Alistair followed the sound of the
shower and sobbing. Red had a glazed look on her face as he approached. When
she swung her sword, he blocked, shouting, “It’s me.” When she focused, the
referee said, “We’re here. We got him.” She lowered the bamboo sword and used
it to prop herself up. Drops of red fluid rolled down the side. “Is that blood?
Showers: off. Lights: on,” the referee ordered. When the lights came on, he
said, “Omigod, what happened?”
From Zeiss’s facial reaction,
Kaguya said, “I’ll take over here. You check on Miss Benson.” She nudged him
off and sat on the culprit’s back instead.
The towel man realized how
precarious his position was. “We didn’t actually
do
anything to her.”
Kaguya squeezed an artery and the
perpetrator’s eyes rolled up in his head.
“Three students down in the lower
dojo . . . correction four,” Alistair said into his radio. “Send trauma medics
and armed security.”
When Red saw Zeiss hobbling toward
her, she took a shuddering breath. “Those three were hoping to jump Kaguya in
the shower. They were going to settle for me.”
Hearing her own name and the plan,
Kaguya sent an angry psi-bolt into the towel man’s brain stem. He wouldn’t wake
up anytime soon. She ran to join the others at the crime scene.
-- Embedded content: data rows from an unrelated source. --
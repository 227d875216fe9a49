// Webber client.
// Offline-first GET retrieval: fetch and cache while reachable, serve the cache otherwise.

pub mod lookup;
pub mod pending;

use std::fmt;
use std::sync::Arc;

use serde_json::Value;
use tracing::{debug, warn};

use crate::cache::{CacheKind, FileStore, KeyValueStore, MemoryStore, cache_key};
use crate::config::WebberConfig;
use crate::net::{Fetcher, HttpFetcher, Reachability, RouteProbe};

pub use lookup::{Lookup, decode_array};
pub use pending::{AsyncOptions, Delivery, FinallyFn, PendingFetch};

/// Client bound to one server address.
///
/// Clones share the same store, fetcher, and reachability probe.
#[derive(Clone)]
pub struct Webber {
    server: String,
    store: Arc<dyn KeyValueStore>,
    fetcher: Arc<dyn Fetcher>,
    reachability: Arc<dyn Reachability>,
}

impl fmt::Debug for Webber {
    fn fmt(&self, f: &mut fmt::Formatter<'_>) -> fmt::Result {
        f.debug_struct("Webber")
            .field("server", &self.server)
            .finish_non_exhaustive()
    }
}

impl Webber {
    /// Start building a client for `server`, e.g. `https://api.example.com`.
    pub fn builder(server: impl Into<String>) -> WebberBuilder {
        WebberBuilder::new(server)
    }

    /// Client with a persistent file store, HTTP fetcher, and route probe.
    pub fn from_config(config: &WebberConfig) -> Self {
        let mut fetcher = HttpFetcher::new();
        if let Some(timeout) = config.timeout {
            fetcher = fetcher.with_timeout(timeout);
        }

        Self::builder(&config.server)
            .store(FileStore::open(&config.store_path))
            .fetcher(fetcher)
            .reachability(RouteProbe::default())
            .build()
    }

    pub fn server(&self) -> &str {
        &self.server
    }

    /// Same collaborators, different server. Cache entries are per server.
    pub fn with_server(&self, server: impl Into<String>) -> Self {
        Self {
            server: server.into(),
            ..self.clone()
        }
    }

    pub fn is_reachable(&self) -> bool {
        self.reachability.is_reachable()
    }

    /// Store key used for `path` under this client's server.
    pub fn cache_key(&self, kind: CacheKind, path: &str) -> String {
        cache_key(kind, &self.server, path)
    }

    /// Retrieve raw text for `path`, reporting where it came from.
    ///
    /// While reachable this always fetches and, with `cache`, stores the
    /// result. While unreachable it reads the store only when `cache` is set.
    pub fn fetch_text(&self, path: &str, cache: bool) -> Lookup<String> {
        self.lookup(CacheKind::Text, path, cache)
    }

    /// Raw text for `path`, or `None` when offline without cache or on any error.
    pub fn get_from_api(&self, path: &str, cache: bool) -> Option<String> {
        self.fetch_text(path, cache).into_option()
    }

    /// Raw text previously cached for `path`. Never touches the network.
    pub fn cache_get_from_api(&self, path: &str) -> Option<String> {
        self.read_cache(CacheKind::Text, path).into_option()
    }

    /// Retrieve `path` and decode it as a JSON array.
    ///
    /// The raw text is cached before decoding, so a body that is not an array
    /// is still stored and fails again on every later cache read.
    pub fn fetch_json_array(&self, path: &str, cache: bool) -> Lookup<Vec<Value>> {
        let lookup = self.lookup(CacheKind::JsonArray, path, cache);
        self.decode(path, lookup)
    }

    pub fn get_json_array_from_api(&self, path: &str, cache: bool) -> Option<Vec<Value>> {
        self.fetch_json_array(path, cache).into_option()
    }

    /// Cached JSON array for `path`. Never touches the network.
    pub fn cache_get_json_array_from_api(&self, path: &str) -> Option<Vec<Value>> {
        let lookup = self.read_cache(CacheKind::JsonArray, path);
        self.decode(path, lookup).into_option()
    }

    fn lookup(&self, kind: CacheKind, path: &str, cache: bool) -> Lookup<String> {
        if !self.reachability.is_reachable() {
            return if cache {
                self.read_cache(kind, path)
            } else {
                Lookup::CacheMiss
            };
        }

        match self.fetcher.fetch_text(&self.server, path) {
            Ok(text) => {
                if cache {
                    self.write_cache(kind, path, &text);
                }
                Lookup::Fresh(text)
            }
            Err(e) => {
                warn!(server = %self.server, path, error = %e, "Fetch failed");
                Lookup::Failed(e)
            }
        }
    }

    fn read_cache(&self, kind: CacheKind, path: &str) -> Lookup<String> {
        match self.store.get(&self.cache_key(kind, path)) {
            Some(text) => {
                debug!(%kind, path, "Serving cached response");
                Lookup::Cached(text)
            }
            None => Lookup::CacheMiss,
        }
    }

    fn write_cache(&self, kind: CacheKind, path: &str, text: &str) {
        let key = self.cache_key(kind, path);
        match self.store.set(&key, text) {
            Ok(()) => debug!(%kind, path, bytes = text.len(), "Cached response"),
            // The fetched value is still returned
            Err(e) => warn!(key = %key, error = %e, "Failed to write offline cache"),
        }
    }

    fn decode(&self, path: &str, lookup: Lookup<String>) -> Lookup<Vec<Value>> {
        let decoded = lookup.try_map(|text| decode_array(&text));
        if let Some(e) = decoded.error().filter(|e| e.is_decode()) {
            warn!(server = %self.server, path, error = %e, "Response is not a JSON array");
        }
        decoded
    }
}

/// Wires collaborators into a [`Webber`]. Unset parts fall back to an
/// in-memory store, the HTTP fetcher, and the route probe.
pub struct WebberBuilder {
    server: String,
    store: Option<Arc<dyn KeyValueStore>>,
    fetcher: Option<Arc<dyn Fetcher>>,
    reachability: Option<Arc<dyn Reachability>>,
}

impl WebberBuilder {
    pub fn new(server: impl Into<String>) -> Self {
        Self {
            server: server.into(),
            store: None,
            fetcher: None,
            reachability: None,
        }
    }

    pub fn store(self, store: impl KeyValueStore + 'static) -> Self {
        self.shared_store(Arc::new(store))
    }

    pub fn shared_store(mut self, store: Arc<dyn KeyValueStore>) -> Self {
        self.store = Some(store);
        self
    }

    pub fn fetcher(self, fetcher: impl Fetcher + 'static) -> Self {
        self.shared_fetcher(Arc::new(fetcher))
    }

    pub fn shared_fetcher(mut self, fetcher: Arc<dyn Fetcher>) -> Self {
        self.fetcher = Some(fetcher);
        self
    }

    pub fn reachability(self, reachability: impl Reachability + 'static) -> Self {
        self.shared_reachability(Arc::new(reachability))
    }

    pub fn shared_reachability(mut self, reachability: Arc<dyn Reachability>) -> Self {
        self.reachability = Some(reachability);
        self
    }

    pub fn build(self) -> Webber {
        Webber {
            server: self.server,
            store: self.store.unwrap_or_else(|| Arc::new(MemoryStore::new())),
            fetcher: self.fetcher.unwrap_or_else(|| Arc::new(HttpFetcher::new())),
            reachability: self
                .reachability
                .unwrap_or_else(|| Arc::new(RouteProbe::default())),
        }
    }
}
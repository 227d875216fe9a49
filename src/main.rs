// Command-line entry point.
// Retrieves one path from the configured server, falling back to the offline cache.

use std::process::ExitCode;

use clap::Parser;
use serde_json::Value;
use tracing::error;
use tracing_subscriber::EnvFilter;

use webber::config::{SERVER_VAR, WebberConfig};
use webber::{AsyncOptions, Result, Webber};

/// Fetch a path from a server, caching the response for offline use.
#[derive(Debug, Parser)]
#[command(name = "webber", version)]
struct Cli {
    /// Path relative to the server, without a leading slash
    path: String,

    /// Server address (overrides WEBBER_SERVER)
    #[arg(long)]
    server: Option<String>,

    /// Decode the response as a JSON array
    #[arg(long)]
    json: bool,

    /// Read only from the offline cache
    #[arg(long, conflicts_with_all = ["no_cache", "offline_first"])]
    cache_only: bool,

    /// Neither read nor write the offline cache
    #[arg(long)]
    no_cache: bool,

    /// Print the cached value first, then the fresh one
    #[arg(long)]
    offline_first: bool,
}

fn main() -> ExitCode {
    tracing_subscriber::fmt()
        .with_env_filter(
            EnvFilter::try_from_default_env().unwrap_or_else(|_| EnvFilter::new("webber=warn")),
        )
        .with_writer(std::io::stderr)
        .init();

    let cli = Cli::parse();
    match run(&cli) {
        Ok(true) => ExitCode::SUCCESS,
        Ok(false) => ExitCode::from(1),
        Err(e) => {
            error!("{}", e);
            ExitCode::from(2)
        }
    }
}

/// Returns whether any value was printed.
fn run(cli: &Cli) -> Result<bool> {
    let config = WebberConfig::from_lookup(|name| {
        if name == SERVER_VAR && cli.server.is_some() {
            return cli.server.clone();
        }
        std::env::var(name).ok()
    })?;
    let webber = Webber::from_config(&config);
    let cache = !cli.no_cache;

    if cli.offline_first {
        let runtime = tokio::runtime::Runtime::new()?;
        return Ok(runtime.block_on(offline_first(&webber, cli)));
    }

    let printed = match (cli.json, cli.cache_only) {
        (false, true) => print_text(webber.cache_get_from_api(&cli.path)),
        (false, false) => print_text(webber.get_from_api(&cli.path, cache)),
        (true, true) => print_array(webber.cache_get_json_array_from_api(&cli.path)),
        (true, false) => print_array(webber.get_json_array_from_api(&cli.path, cache)),
    };
    Ok(printed)
}

async fn offline_first(webber: &Webber, cli: &Cli) -> bool {
    let options = AsyncOptions::default().cache(!cli.no_cache);

    if cli.json {
        let mut pending = webber.async_get_json_array_from_api(&cli.path, options);
        let cached = print_array(pending.take_cached());
        print_array(pending.fresh().await) || cached
    } else {
        let mut pending = webber.async_get_from_api(&cli.path, options);
        let cached = print_text(pending.take_cached());
        print_text(pending.fresh().await) || cached
    }
}

fn print_text(text: Option<String>) -> bool {
    match text {
        Some(text) => {
            println!("{}", text);
            true
        }
        None => false,
    }
}

fn print_array(items: Option<Vec<Value>>) -> bool {
    match items {
        Some(items) => {
            let pretty =
                serde_json::to_string_pretty(&items).unwrap_or_else(|_| format!("{:?}", items));
            println!("{}", pretty);
            true
        }
        None => false,
    }
}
Zeiss went to Red and held her
while Alistair used the injured attacker’s own Taser to put him out of his
misery.
“I had to put the Rex down,” Red
whimpered.
Zeiss turned pale, taking the
weapon from her as she summarized the attempted rape and defense with brutal
precision, as if it had happened to someone else. When she finished, he said, “Kaguya,
take her to the men’s showers.”
“Didn’t you hear me?” asked Red.
“It was pitch black in this room. The
only witness just said that I attacked them,” Zeiss stated.
“
I
was a witness.”
“We’ll tell everyone you’re in too
much shock to talk.”
“Why are you doing this?”
“What does every student do when
faced with a Rex?” asked the TA loudly.
“Run,” recited Kaguya.
“I couldn’t,” Red objected.
“They’ll say you could’ve escaped when
the lights were out,” Zeiss reminded her. “Because you have your black belt, your
attack is assault with a deadly weapon minimum.”